Negli ultimi mesi Pont è stata presa di mira in modo pesantissimo e senza precedenti dai ladri di abitazioni: continue intrusioni nelle case, più volte al giorno, soprattutto nelle zone sulla sinistra del Torrente Soana ovvero nelle borgate Oltresoana e Doblazio e nelle aree poco densamente abitate verso Santa Maria e Pianseretto.

A fine novembre i cittadini di queste zone (ma non solo di queste) avevano firmato una petizione promossa dall’associazione “Unione fa la forza di Prà del Bacio” ed indirizzata al Sindaco Paolo Coppo. Per conoscenza era stata inviata anche anche al comandante della stazione dei Carabinieri di Pont, al Questore ed al Prefetto. In essa, con toni pacati, si denunciava la situazione venutasi  a creare dal momento che l’intrusione dei ladri nelle case “oltre a defraudare i cittadini di oggetti materiali, li offende nella propria vita privata, ledendoli psicologicamente nella loro intimità domestica di cui Lei deve essere garante”. Pur riconoscendo “lo sforzo da parte delle Forze dell’Ordine” si constatava che al momento non si era riusciti a porre un freno all’ondata di furti e si sottolineava che “il modus  operandi dei malfattori è indice di una loro abile capacità di movimento in territori impervi, boschivi ed al buio. Quindi potrebbero essere necessarie altre strategie di approccio”.

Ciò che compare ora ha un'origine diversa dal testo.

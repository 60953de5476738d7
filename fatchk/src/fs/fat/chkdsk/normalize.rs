// SPDX-License-Identifier: MIT

//! Invalid-cluster-value normalization.
//!
//! Two passes that sanitize the allocation table before the cross-link,
//! lost-chain and file-size checks walk it. Pass A sweeps the raw table
//! for reserved and out-of-range slot values; pass B walks every record's
//! chain looking for bad and free links.

#[cfg(all(not(feature = "std"), feature = "alloc"))]
use alloc::vec::Vec;

use fatio::prelude::*;

use crate::core::checker::CheckMode;
use crate::core::errors::*;
use crate::fs::fat::chkdsk::classify::{self, ClusterClass};
use crate::fs::fat::chkdsk::log::ReportLog;
use crate::fs::fat::chkdsk::walker::{DirRecord, RecordVisitor, Visit, traverse};
use crate::fs::fat::constant::*;
use crate::fs::fat::meta::FatMeta;
use crate::fs::fat::table::{self, Link};

/// Pass A: rewrite reserved and out-of-range slot values to end-of-chain.
///
/// Free and bad values are left alone; the chain validation of pass B and
/// the chain checks deal with those.
pub fn rewrite_invalid_slots<IO: BlockIO + ?Sized>(
    io: &mut IO,
    meta: &FatMeta,
    log: &mut ReportLog,
    mode: CheckMode,
) -> FsCheckResult<()> {
    for cluster in FAT_FIRST_CLUSTER..meta.cluster_limit() {
        let value = table::read_entry(io, meta, cluster, 0)?;
        match classify::classify(meta, value) {
            ClusterClass::Reserved | ClusterClass::OutOfRange => {
                log.add_invalid_cluster(meta, value);
                if mode.fixing() {
                    table::write_entry(io, meta, cluster, meta.eoc())?;
                }
            }
            _ => {}
        }
    }
    table::flush(io)?;
    Ok(())
}

/// Pass B: walk every record's chain validating its links.
pub fn validate_chains<IO: BlockIO + ?Sized>(
    io: &mut IO,
    meta: &FatMeta,
    log: &mut ReportLog,
    mode: CheckMode,
) -> FsCheckResult<()> {
    let mut visitor = ChainValidator { log, mode };
    traverse(io, meta, &mut visitor, true, false)?;
    Ok(())
}

struct ChainValidator<'l> {
    log: &'l mut ReportLog,
    mode: CheckMode,
}

impl<'l, IO: BlockIO + ?Sized> RecordVisitor<IO> for ChainValidator<'l> {
    fn visit(&mut self, io: &mut IO, meta: &FatMeta, record: &DirRecord) -> FsCheckResult<Visit> {
        let start = record.entry.first_cluster(meta.kind);
        if !classify::is_valid_link_target(meta, start) {
            return Ok(Visit::Clean);
        }

        let mut previous: Option<u32> = None;
        let mut current = start;
        let mut followed = 0u32;

        loop {
            followed += 1;
            if followed > meta.cluster_count {
                break;
            }

            match table::read_link(io, meta, current)? {
                Link::Next(next) => {
                    previous = Some(current);
                    current = next;
                }
                Link::EndOfChain => break,
                // Reserved and out-of-range values were already handled by
                // the slot sweep.
                Link::Invalid(_) => break,
                Link::Bad => {
                    self.handle_bad_link(io, meta, start, previous, current)?;
                    break;
                }
                Link::Free => {
                    // A free slot inside a chain; the cluster before it is
                    // the real chain end.
                    if current == start {
                        break;
                    }
                    self.log.add_invalid_cluster(meta, FAT_FREE_CLUSTER);
                    if self.mode.fixing() {
                        if let Some(prev) = previous {
                            table::write_eoc(io, meta, prev)?;
                            table::flush(io)?;
                        }
                    }
                    break;
                }
            }
        }

        Ok(Visit::Clean)
    }
}

impl<'l> ChainValidator<'l> {
    /// A chain slot carries the bad-cluster marker. Decide whether the
    /// cluster is really unreadable before rewriting anything.
    fn handle_bad_link<IO: BlockIO + ?Sized>(
        &mut self,
        io: &mut IO,
        meta: &FatMeta,
        chain_start: u32,
        previous: Option<u32>,
        cluster: u32,
    ) -> FsCheckResult<()> {
        self.log.add_invalid_cluster(meta, meta.bad_marker());

        if !self.mode.fixing() {
            return Ok(());
        }

        let bps = meta.bytes_per_sector as usize;
        let mut sector_buf = vec![0u8; bps];
        let start_sector = meta.cluster_to_sector(cluster);
        let mut readable = true;
        for s in 0..meta.sectors_per_cluster as u64 {
            if io
                .read_at(meta.sector_offset(start_sector + s), &mut sector_buf)
                .is_err()
            {
                readable = false;
                break;
            }
        }

        if readable {
            // Every sector reads fine: the marker was wrong, the chain
            // simply ends here.
            table::write_eoc(io, meta, cluster)?;
            table::flush(io)?;
        } else if cluster != chain_start {
            // Genuinely unreadable: cut the chain before it and leave the
            // bad marker in place.
            if let Some(prev) = previous {
                table::write_eoc(io, meta, prev)?;
                table::flush(io)?;
            }
        }
        Ok(())
    }
}

#[cfg(test)]
mod tests {
    use super::*;
    use crate::fs::fat::chkdsk::log::LogId;

    #[test]
    fn test_rewrite_invalid_slots() {
        let meta = FatMeta::fat16(4 * 1024 * 1024, 2048);
        let mut buf = vec![0u8; meta.volume_size_bytes as usize];
        let mut io = MemBlockIO::new(&mut buf);

        table::write_entry(&mut io, &meta, 5, 0xFFF0).unwrap(); // reserved
        table::write_entry(&mut io, &meta, 6, meta.cluster_limit() + 7).unwrap(); // out of range
        table::write_entry(&mut io, &meta, 7, meta.bad_marker()).unwrap(); // untouched
        table::write_entry(&mut io, &meta, 8, meta.eoc()).unwrap(); // untouched

        let mut log = ReportLog::new();
        rewrite_invalid_slots(&mut io, &meta, &mut log, CheckMode::Fix).unwrap();

        assert_eq!(table::read_entry(&mut io, &meta, 5, 0).unwrap(), meta.eoc());
        assert_eq!(table::read_entry(&mut io, &meta, 6, 0).unwrap(), meta.eoc());
        assert_eq!(
            table::read_entry(&mut io, &meta, 7, 0).unwrap(),
            meta.bad_marker()
        );
        assert_eq!(table::read_entry(&mut io, &meta, 8, 0).unwrap(), meta.eoc());

        assert_eq!(log.count(LogId::DdrClusterReserved), 1);
        assert_eq!(log.count(LogId::DdrClusterOutOfRange), 1);
    }

    #[test]
    fn test_report_mode_leaves_slots() {
        let meta = FatMeta::fat16(4 * 1024 * 1024, 2048);
        let mut buf = vec![0u8; meta.volume_size_bytes as usize];
        let mut io = MemBlockIO::new(&mut buf);

        table::write_entry(&mut io, &meta, 5, 0xFFF3).unwrap();

        let mut log = ReportLog::new();
        rewrite_invalid_slots(&mut io, &meta, &mut log, CheckMode::ReportOnly).unwrap();

        assert_eq!(table::read_entry(&mut io, &meta, 5, 0).unwrap(), 0xFFF3);
        assert_eq!(log.count(LogId::DdrClusterReserved), 1);
    }
}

I firmatari sottolineavano il rischio che “la rabbia e l’esasperazione conducano ad atti inconsulti. La volontà di collaborare può essere pericolosa non tanto per gli eventuali colpevoli dei furti (che se lo meriterebbero…) ma anche per chi, con senso civico, collabora con le forze dell’ordine per porre fine allo stillicidio e rischia invece di essere scambiato per un ladro”. Si chiedeva pertanto al sindaco – come già era stato fatto in occasione del consiglio di fine ottobre ma questa volta “con forza e con giustificata rabbia”- di “espletare la funzione che Le compete in quanto ufficiale di Governo e Pubblica Sicurezza, affrontando in modo più opportuno ed adeguato la situazione: maggior sorveglianza sul territorio tramite le forze dell’ordine (Carabinieri e Polizia Locale), più telecamere ed illuminazione pubblica migliore”. A questo proposito si ricordava come di recente fossero stati eliminati dei punti – luce soprattutto nelle zone in cui sorgono case isolate: “Forse questa <epurazione> di punti-luce sarebbe da rivedere ed occorrerebbe pensare ad un piano di maggior sicurezza per il paese”.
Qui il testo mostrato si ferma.